Por Záfya Tomaz
O secretário de Relações Institucionais da Bahia, Adolfo Loyola, rebateu nesta sexta-feira (3) as críticas do prefeito de Salvador, Bruno Reis (União Brasil), que afirmou que o Governo do Estado tem uma dívida de R$ 20 milhões com a capital e que, sem a atuação da Prefeitura, alguns equipamentos públicos já teriam fechado.
Questionado sobre a declaração, Loyola afirmou que a gestão municipal deveria, antes, esclarecer os débitos que mantém com a Embasa. “Eu não vi a declaração, mas acho que o prefeito podia procurar a Embasa para saber o tamanho do débito que eles têm com a empresa, um débito bilionário”, disse.
O secretário também defendeu os investimentos realizados pelo governo estadual em Salvador e afirmou que obras estruturantes e equipamentos de saúde só foram viabilizados pela gestão estadual. “Se não fosse o Governo do Estado, nós não teríamos metrô, não teríamos as avenidas de vale, nem hospitais cuidando da população soteropolitana”, declarou.
Loyola ainda criticou a atuação da Prefeitura na área da saúde e da educação infantil.
“O prefeito e o governo do ex-prefeito não fazem uma unidade básica de saúde.
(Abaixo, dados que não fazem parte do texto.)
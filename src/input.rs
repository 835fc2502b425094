//! Input model: tools, modifier keys, mouse buttons, and the gesture state machine.
//!
//! `Tool` and `Modifiers` capture the user's intent at the time of a pointer
//! event. `UiState` is the persistent tool and selection state the renderer
//! draws from. `InputState` is the active gesture being tracked between
//! pointer-down and pointer-up, carrying all context needed to apply
//! incremental updates during motion and commit exactly one history snapshot
//! on release.

#[cfg(test)]
#[path = "input_test.rs"]
mod input_test;

use crate::camera::{ScreenPoint, WorldPoint};
use crate::doc::{ConnectionId, NoteId, NoteKind};
use crate::geom::{ConnectionStyle, WorldRect};
use crate::ink::PathKind;

/// Which tool is currently active.
#[derive(Debug, Clone, Copy, PartialEq, Eq, Default)]
pub enum Tool {
    /// Pointer / selection tool (default).
    #[default]
    Select,
    /// Freehand pen stroke.
    Pen,
    /// Wide translucent freehand stroke.
    Highlighter,
    /// Eraser; behavior depends on [`EraserMode`].
    Eraser,
    /// Place a sticky note.
    Note,
    /// Transient laser pointer trail.
    Laser,
    /// Straight line segment.
    Line,
    /// Rectangle outline.
    Rect,
    /// Circle outline.
    Circle,
    /// Five-point star outline.
    Star,
    /// Directed arrow.
    Arrow,
    /// Thick translucent underline stroke.
    Emphasis,
    /// Translucent highlight wash over a rectangular region.
    BoxHighlight,
}

impl Tool {
    /// Whether this tool draws point-by-point as the pointer moves.
    #[must_use]
    pub fn is_freehand(self) -> bool {
        matches!(self, Self::Pen | Self::Highlighter | Self::Eraser)
    }

    /// Whether this tool drags out a two-point shape.
    #[must_use]
    pub fn is_shape(self) -> bool {
        matches!(
            self,
            Self::Line
                | Self::Rect
                | Self::Circle
                | Self::Star
                | Self::Arrow
                | Self::Emphasis
                | Self::BoxHighlight
        )
    }

    /// The ink path kind this tool produces, or `None` for tools that do not
    /// draw ink.
    #[must_use]
    pub fn path_kind(self) -> Option<PathKind> {
        match self {
            Self::Pen => Some(PathKind::Pen),
            Self::Highlighter => Some(PathKind::Highlighter),
            Self::Eraser => Some(PathKind::Eraser),
            Self::Line => Some(PathKind::Line),
            Self::Rect => Some(PathKind::Rect),
            Self::Circle => Some(PathKind::Circle),
            Self::Star => Some(PathKind::Star),
            Self::Arrow => Some(PathKind::Arrow),
            Self::Emphasis => Some(PathKind::Emphasis),
            Self::BoxHighlight => Some(PathKind::BoxHighlight),
            Self::Select | Self::Note | Self::Laser => None,
        }
    }
}

/// How the eraser tool removes ink.
#[derive(Debug, Clone, Copy, PartialEq, Eq, Default)]
pub enum EraserMode {
    /// Paint transparency over whatever the stroke covers (default).
    #[default]
    Rubber,
    /// Delete whole paths the pointer sweeps across.
    Magic,
}

/// Keyboard/mouse modifier keys held during an event.
#[allow(clippy::struct_excessive_bools)]
#[derive(Debug, Clone, Copy, Default)]
pub struct Modifiers {
    /// Shift key is held.
    pub shift: bool,
    /// Ctrl key is held.
    pub ctrl: bool,
    /// Alt / Option key is held.
    pub alt: bool,
    /// Meta / Command key is held.
    pub meta: bool,
}

/// Mouse button identifier.
#[derive(Debug, Clone, Copy, PartialEq, Eq)]
pub enum Button {
    /// Left mouse button (or single-finger tap).
    Primary,
    /// Middle mouse button (scroll wheel click).
    Middle,
    /// Right mouse button (or two-finger tap).
    Secondary,
}

/// A keyboard key.
///
/// The inner string holds the key name as reported by the browser (e.g.
/// `"Delete"`, `"Escape"`).
#[derive(Debug, Clone, PartialEq, Eq)]
pub struct Key(pub String);

/// Wheel / trackpad scroll delta.
#[derive(Debug, Clone, Copy)]
pub struct WheelDelta {
    /// Horizontal scroll amount in pixels.
    pub dx: f64,
    /// Vertical scroll amount in pixels (positive = down).
    pub dy: f64,
}

/// One sample of the laser pointer trail.
#[derive(Debug, Clone, Copy)]
pub struct LaserPoint {
    /// World-space position of the sample.
    pub pos: WorldPoint,
    /// Timestamp the sample was captured, in host milliseconds.
    pub at_ms: f64,
}

/// Persistent tool and selection state visible to the renderer.
#[derive(Debug, Clone)]
pub struct UiState {
    /// Currently active tool.
    pub tool: Tool,
    /// Eraser behavior when [`Tool::Eraser`] is active.
    pub eraser_mode: EraserMode,
    /// Stroke color for pen and shape tools, as a CSS color string.
    pub stroke_color: String,
    /// Pen and shape stroke width in world units.
    pub stroke_width: f64,
    /// Highlighter stroke width in world units.
    pub highlighter_width: f64,
    /// Rubber eraser width in world units.
    pub eraser_width: f64,
    /// Fill color for newly placed notes.
    pub note_color: String,
    /// Content kind for newly placed notes.
    pub note_kind: NoteKind,
    /// Line color for newly created connectors.
    pub connection_color: String,
    /// Routing style for newly created connectors.
    pub connection_style: ConnectionStyle,
    /// Ids of the currently selected notes, in selection order.
    pub selected_notes: Vec<NoteId>,
    /// The currently selected connector, if any.
    pub selected_connection: Option<ConnectionId>,
    /// Live lasso rectangle while a lasso drag is in progress.
    pub lasso: Option<WorldRect>,
    /// Live link line while a link drag is in progress, from handle to pointer.
    pub link_preview: Option<(WorldPoint, WorldPoint)>,
    /// Laser pointer trail, oldest first; samples expire as they fade.
    pub laser: Vec<LaserPoint>,
    /// CSS cursor last pushed to the host, so repeats are suppressed.
    pub cursor: String,
}

impl Default for UiState {
    fn default() -> Self {
        Self {
            tool: Tool::default(),
            eraser_mode: EraserMode::default(),
            stroke_color: "#1F1A17".into(),
            stroke_width: 3.0,
            highlighter_width: 18.0,
            eraser_width: 24.0,
            note_color: "#FFD966".into(),
            note_kind: NoteKind::default(),
            connection_color: "#1E90FF".into(),
            connection_style: ConnectionStyle::default(),
            selected_notes: Vec::new(),
            selected_connection: None,
            lasso: None,
            link_preview: None,
            laser: Vec::new(),
            cursor: "default".into(),
        }
    }
}

/// What a dragged control point belongs to.
#[derive(Debug, Clone, Copy, PartialEq, Eq)]
pub enum ControlPointOwner {
    /// A waypoint on a note-to-note connector.
    Connection(ConnectionId),
    /// A waypoint on a note's anchor link.
    Anchor(NoteId),
}

/// Internal state for the input state machine.
///
/// Each active variant carries the gesture context needed to apply motion
/// updates and decide on pointer-up whether anything is worth committing.
#[derive(Debug, Clone)]
pub enum InputState {
    /// No gesture in progress; waiting for the next pointer-down.
    Idle,
    /// The user is panning the canvas with the middle or secondary button.
    Panning {
        /// Screen-space position of the previous pointer event, used to
        /// compute the pan delta.
        last_screen: ScreenPoint,
        /// Total screen-space distance traveled, used to tell a click from
        /// a drag on release.
        travel: f64,
        /// Button that started the pan.
        button: Button,
    },
    /// The user is dragging out a lasso selection rectangle.
    Lasso {
        /// World-space corner where the drag started.
        anchor_world: WorldPoint,
        /// Selection to extend (shift-lasso); empty for a replacing lasso.
        prior: Vec<NoteId>,
    },
    /// The user is moving the selected notes.
    DraggingNotes {
        /// World-space pointer position at the start of the drag.
        start_world: WorldPoint,
        /// Original note positions, used to apply the delta without drift.
        origins: Vec<(NoteId, f64, f64)>,
        /// Whether the pointer has moved past the click threshold.
        moved: bool,
        /// Note under the pointer at pointer-down, for click handling on
        /// release.
        pressed: NoteId,
    },
    /// The user is dragging a connector or anchor-link waypoint.
    DraggingControlPoint {
        /// What the waypoint belongs to.
        owner: ControlPointOwner,
        /// Index of the waypoint in its owner's list.
        index: usize,
        /// Whether the waypoint has actually moved.
        moved: bool,
    },
    /// The user is dragging the document end of a note's anchor link.
    DraggingAnchorEnd {
        /// Note whose anchor is being repositioned.
        note: NoteId,
        /// Whether the anchor has actually moved.
        moved: bool,
    },
    /// The user is dragging a new link out of a note's link handle.
    Linking {
        /// Note the link started from.
        from: NoteId,
    },
    /// A freehand stroke is in progress; the live path lives in the ink store.
    Stroking,
    /// A two-point shape is being dragged out; the live path lives in the
    /// ink store.
    DrawingShape,
    /// The magic eraser is sweeping; whole paths are deleted as it moves.
    ErasingPaths {
        /// Paths deleted so far during this sweep.
        removed: usize,
    },
    /// The laser pointer is active; the trail lives in [`UiState::laser`].
    Lasering,
}

impl Default for InputState {
    fn default() -> Self {
        Self::Idle
    }
}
Salvador tem a pior assistência básica de saúde entre as capitais do Brasil e a pior assistência em creches”, afirmou.
Ao finalizar, o secretário disse que Bruno Reis deveria avaliar a própria gestão antes de direcionar críticas ao Executivo estadual.
“Ele tem que primeiro verificar qual é a margem do governo dele para depois poder criticar o Governo do Estado, que faz tão bem o seu papel, inclusive para os soteropolitanos”, concluiu.